_TASK REQUIREMENTS_: Report the count of lines in the listing below that include the string "standard", with no other text.

_INFORMATION PROVIDED_:
*****

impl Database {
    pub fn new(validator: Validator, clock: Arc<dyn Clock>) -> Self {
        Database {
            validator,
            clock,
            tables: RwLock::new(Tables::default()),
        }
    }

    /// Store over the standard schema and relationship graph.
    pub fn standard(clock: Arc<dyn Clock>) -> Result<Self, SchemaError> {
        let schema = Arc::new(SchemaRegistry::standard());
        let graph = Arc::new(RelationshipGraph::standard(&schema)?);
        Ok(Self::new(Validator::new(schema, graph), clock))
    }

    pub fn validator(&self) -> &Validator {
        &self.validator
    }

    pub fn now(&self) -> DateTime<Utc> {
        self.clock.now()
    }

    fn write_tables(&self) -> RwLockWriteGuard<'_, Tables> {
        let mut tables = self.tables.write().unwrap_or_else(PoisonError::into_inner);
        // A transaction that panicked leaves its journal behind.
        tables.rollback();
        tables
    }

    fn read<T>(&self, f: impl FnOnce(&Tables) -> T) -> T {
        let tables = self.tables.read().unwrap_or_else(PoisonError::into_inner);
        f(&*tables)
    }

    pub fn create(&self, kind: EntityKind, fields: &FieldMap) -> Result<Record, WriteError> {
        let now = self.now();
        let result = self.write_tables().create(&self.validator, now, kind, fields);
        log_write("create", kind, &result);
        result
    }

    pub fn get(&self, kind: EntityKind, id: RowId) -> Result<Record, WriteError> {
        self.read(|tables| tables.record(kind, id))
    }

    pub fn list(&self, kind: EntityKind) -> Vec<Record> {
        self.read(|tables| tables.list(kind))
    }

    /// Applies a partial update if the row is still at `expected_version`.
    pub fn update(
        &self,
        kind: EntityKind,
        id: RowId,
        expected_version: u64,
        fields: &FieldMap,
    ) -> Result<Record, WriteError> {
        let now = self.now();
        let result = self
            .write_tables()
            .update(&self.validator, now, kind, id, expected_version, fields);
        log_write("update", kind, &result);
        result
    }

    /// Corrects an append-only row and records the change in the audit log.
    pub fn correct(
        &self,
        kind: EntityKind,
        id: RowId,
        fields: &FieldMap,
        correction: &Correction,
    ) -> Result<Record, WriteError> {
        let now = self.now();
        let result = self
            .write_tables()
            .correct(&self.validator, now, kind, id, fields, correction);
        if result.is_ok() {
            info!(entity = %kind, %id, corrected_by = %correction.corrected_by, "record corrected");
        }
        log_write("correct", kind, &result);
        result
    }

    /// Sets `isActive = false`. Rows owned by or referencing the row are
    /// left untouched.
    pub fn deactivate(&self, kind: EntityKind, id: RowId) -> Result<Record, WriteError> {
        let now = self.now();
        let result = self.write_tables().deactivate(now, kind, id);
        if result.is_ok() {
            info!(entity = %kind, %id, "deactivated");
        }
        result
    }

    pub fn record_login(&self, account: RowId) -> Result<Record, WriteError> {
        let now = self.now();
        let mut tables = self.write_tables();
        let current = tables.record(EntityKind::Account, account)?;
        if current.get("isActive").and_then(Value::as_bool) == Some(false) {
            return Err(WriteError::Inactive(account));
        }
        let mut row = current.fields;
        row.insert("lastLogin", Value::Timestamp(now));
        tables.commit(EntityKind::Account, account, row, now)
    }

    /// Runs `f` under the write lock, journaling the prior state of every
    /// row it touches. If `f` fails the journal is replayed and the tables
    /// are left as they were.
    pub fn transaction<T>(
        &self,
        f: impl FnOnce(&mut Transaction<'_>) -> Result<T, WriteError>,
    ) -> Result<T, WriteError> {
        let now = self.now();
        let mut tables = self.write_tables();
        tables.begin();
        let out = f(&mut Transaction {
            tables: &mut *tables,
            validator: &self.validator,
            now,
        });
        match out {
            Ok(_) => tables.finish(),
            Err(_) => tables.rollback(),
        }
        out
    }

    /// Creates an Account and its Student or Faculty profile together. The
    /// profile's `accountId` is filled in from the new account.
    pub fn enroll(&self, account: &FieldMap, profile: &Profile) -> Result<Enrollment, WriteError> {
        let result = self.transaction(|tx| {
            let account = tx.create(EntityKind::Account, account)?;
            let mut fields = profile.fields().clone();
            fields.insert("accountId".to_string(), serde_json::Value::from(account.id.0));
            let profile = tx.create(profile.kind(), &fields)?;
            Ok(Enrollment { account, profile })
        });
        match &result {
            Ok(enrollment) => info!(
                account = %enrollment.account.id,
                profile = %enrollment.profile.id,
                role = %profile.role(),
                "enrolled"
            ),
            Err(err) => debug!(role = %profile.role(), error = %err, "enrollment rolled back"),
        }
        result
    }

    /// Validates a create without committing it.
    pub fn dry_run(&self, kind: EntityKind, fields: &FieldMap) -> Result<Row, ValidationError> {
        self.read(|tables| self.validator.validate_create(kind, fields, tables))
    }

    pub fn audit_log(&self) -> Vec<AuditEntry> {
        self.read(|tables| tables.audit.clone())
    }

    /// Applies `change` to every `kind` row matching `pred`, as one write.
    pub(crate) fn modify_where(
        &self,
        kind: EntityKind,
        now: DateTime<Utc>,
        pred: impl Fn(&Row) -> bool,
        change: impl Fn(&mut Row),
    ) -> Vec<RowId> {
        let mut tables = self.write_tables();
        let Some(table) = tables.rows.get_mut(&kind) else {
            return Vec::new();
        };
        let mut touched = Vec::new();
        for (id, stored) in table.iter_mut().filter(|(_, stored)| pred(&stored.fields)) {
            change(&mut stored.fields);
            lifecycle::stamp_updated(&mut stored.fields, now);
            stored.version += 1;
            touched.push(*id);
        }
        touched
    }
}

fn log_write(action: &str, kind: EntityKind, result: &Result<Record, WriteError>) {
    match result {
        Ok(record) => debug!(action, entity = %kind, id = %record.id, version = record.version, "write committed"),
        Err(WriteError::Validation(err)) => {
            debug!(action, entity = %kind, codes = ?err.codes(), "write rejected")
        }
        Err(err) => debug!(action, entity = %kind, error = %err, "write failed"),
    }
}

*****

_EXERCISE RESPONSE_: 4